● **Task to complete**
Given the entries that follow, write out exactly the lines starting at the one containing "let mut arrays: Vec<DapArray>" and ending at the one containing "let value: f64", both ends included, and only those.
%%
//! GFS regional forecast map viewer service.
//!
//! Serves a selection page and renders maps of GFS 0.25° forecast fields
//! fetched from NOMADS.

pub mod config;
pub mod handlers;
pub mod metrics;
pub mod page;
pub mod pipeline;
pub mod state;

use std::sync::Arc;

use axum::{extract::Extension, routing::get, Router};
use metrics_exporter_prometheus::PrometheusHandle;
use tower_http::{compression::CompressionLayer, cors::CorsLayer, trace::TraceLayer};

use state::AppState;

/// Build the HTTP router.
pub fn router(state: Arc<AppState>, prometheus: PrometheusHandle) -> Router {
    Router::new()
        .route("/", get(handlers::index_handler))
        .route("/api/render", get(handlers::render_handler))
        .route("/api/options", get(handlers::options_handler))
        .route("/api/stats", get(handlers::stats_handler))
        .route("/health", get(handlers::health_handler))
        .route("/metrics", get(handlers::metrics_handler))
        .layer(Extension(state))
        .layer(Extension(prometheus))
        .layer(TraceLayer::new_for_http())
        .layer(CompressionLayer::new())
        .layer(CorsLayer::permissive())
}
%%
%%
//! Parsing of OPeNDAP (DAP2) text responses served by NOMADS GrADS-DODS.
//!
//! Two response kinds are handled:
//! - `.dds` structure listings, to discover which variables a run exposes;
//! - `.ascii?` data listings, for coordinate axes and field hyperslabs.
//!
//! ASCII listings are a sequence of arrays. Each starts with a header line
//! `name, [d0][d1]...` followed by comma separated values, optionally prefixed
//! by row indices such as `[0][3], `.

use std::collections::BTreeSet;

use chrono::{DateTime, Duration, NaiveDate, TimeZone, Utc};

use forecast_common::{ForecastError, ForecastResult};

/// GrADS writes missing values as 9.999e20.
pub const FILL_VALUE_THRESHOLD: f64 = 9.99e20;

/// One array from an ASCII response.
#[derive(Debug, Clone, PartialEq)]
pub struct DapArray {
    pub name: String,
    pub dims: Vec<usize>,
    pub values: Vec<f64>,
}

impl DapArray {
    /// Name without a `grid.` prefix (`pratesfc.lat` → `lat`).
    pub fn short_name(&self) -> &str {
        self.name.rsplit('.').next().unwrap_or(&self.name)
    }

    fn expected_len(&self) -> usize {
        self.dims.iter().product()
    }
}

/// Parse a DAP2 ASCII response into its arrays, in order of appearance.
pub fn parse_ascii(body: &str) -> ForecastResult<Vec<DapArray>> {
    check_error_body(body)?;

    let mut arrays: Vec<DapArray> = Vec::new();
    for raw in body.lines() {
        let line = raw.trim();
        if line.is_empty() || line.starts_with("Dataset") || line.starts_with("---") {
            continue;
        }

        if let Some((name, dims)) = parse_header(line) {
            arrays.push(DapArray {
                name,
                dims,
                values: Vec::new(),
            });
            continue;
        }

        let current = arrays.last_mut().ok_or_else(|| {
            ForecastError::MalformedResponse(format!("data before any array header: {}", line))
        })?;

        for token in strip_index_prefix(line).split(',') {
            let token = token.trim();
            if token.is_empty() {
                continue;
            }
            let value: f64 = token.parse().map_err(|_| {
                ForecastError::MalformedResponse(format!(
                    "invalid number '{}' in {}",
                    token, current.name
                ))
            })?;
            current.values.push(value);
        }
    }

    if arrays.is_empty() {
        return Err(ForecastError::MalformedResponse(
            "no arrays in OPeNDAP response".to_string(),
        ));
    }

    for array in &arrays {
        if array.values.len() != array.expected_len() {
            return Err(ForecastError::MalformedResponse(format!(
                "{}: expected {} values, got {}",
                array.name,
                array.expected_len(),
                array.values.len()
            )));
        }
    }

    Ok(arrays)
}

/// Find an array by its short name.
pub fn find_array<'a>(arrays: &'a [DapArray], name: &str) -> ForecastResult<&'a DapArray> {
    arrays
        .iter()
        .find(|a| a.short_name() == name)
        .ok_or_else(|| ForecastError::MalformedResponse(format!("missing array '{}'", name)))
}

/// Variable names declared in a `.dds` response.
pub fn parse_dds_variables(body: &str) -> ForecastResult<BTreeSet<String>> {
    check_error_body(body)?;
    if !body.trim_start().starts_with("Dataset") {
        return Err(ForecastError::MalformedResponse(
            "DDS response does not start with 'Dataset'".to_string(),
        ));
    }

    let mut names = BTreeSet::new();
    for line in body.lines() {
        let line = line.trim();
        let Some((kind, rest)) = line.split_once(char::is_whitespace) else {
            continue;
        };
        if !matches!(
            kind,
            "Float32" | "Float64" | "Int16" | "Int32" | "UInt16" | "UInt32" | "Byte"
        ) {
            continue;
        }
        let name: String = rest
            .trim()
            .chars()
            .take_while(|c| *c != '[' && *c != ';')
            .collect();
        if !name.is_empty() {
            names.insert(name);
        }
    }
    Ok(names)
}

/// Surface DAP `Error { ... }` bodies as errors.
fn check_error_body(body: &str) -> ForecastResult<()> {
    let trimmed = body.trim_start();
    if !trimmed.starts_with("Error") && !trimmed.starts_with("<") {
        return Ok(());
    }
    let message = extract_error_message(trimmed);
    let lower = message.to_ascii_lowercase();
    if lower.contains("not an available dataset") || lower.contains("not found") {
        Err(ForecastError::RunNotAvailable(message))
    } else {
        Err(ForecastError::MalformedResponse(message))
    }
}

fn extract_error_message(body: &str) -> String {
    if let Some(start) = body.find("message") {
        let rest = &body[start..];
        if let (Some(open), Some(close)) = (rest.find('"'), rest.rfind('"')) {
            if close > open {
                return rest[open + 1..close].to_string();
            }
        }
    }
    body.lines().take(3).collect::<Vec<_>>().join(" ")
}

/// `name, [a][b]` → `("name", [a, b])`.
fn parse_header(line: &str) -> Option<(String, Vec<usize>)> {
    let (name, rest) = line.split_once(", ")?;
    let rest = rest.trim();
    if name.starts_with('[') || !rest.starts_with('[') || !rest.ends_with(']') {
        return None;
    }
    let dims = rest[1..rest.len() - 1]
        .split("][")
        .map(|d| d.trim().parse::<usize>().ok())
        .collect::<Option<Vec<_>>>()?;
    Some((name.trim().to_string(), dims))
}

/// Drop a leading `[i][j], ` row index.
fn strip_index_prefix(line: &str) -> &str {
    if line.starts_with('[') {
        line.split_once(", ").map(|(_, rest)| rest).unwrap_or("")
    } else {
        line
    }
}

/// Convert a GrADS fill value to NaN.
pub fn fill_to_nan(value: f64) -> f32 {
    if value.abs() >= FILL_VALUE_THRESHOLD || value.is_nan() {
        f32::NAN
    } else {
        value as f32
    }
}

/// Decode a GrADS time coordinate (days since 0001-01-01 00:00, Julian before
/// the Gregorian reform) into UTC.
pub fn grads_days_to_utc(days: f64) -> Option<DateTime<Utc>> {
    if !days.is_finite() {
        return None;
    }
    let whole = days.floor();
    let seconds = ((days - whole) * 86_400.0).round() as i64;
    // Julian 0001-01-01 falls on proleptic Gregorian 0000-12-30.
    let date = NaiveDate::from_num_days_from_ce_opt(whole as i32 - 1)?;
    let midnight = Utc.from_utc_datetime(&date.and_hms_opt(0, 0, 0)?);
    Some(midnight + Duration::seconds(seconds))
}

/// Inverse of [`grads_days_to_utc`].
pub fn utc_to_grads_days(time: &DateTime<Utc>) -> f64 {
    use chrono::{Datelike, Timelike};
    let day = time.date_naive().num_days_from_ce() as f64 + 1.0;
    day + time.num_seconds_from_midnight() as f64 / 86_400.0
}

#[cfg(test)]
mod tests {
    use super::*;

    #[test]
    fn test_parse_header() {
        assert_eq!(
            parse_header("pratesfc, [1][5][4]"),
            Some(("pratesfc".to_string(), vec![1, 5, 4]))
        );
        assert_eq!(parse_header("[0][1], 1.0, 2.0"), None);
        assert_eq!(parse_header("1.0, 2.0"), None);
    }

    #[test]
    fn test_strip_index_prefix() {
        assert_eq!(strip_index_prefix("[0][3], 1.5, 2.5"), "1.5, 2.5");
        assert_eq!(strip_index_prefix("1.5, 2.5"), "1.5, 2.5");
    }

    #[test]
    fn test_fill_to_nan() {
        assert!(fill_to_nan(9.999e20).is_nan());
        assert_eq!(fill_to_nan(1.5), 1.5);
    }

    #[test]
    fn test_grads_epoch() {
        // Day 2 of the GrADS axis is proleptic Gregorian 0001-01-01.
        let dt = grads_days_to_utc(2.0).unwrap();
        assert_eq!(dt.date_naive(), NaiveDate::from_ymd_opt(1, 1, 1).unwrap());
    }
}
%%
● **Response area**
    let mut arrays: Vec<DapArray> = Vec::new();
    for raw in body.lines() {
        let line = raw.trim();
        if line.is_empty() || line.starts_with("Dataset") || line.starts_with("---") {
            continue;
        }

        if let Some((name, dims)) = parse_header(line) {
            arrays.push(DapArray {
                name,
                dims,
                values: Vec::new(),
            });
            continue;
        }

        let current = arrays.last_mut().ok_or_else(|| {
            ForecastError::MalformedResponse(format!("data before any array header: {}", line))
        })?;

        for token in strip_index_prefix(line).split(',') {
            let token = token.trim();
            if token.is_empty() {
                continue;
            }
            let value: f64 = token.parse().map_err(|_| {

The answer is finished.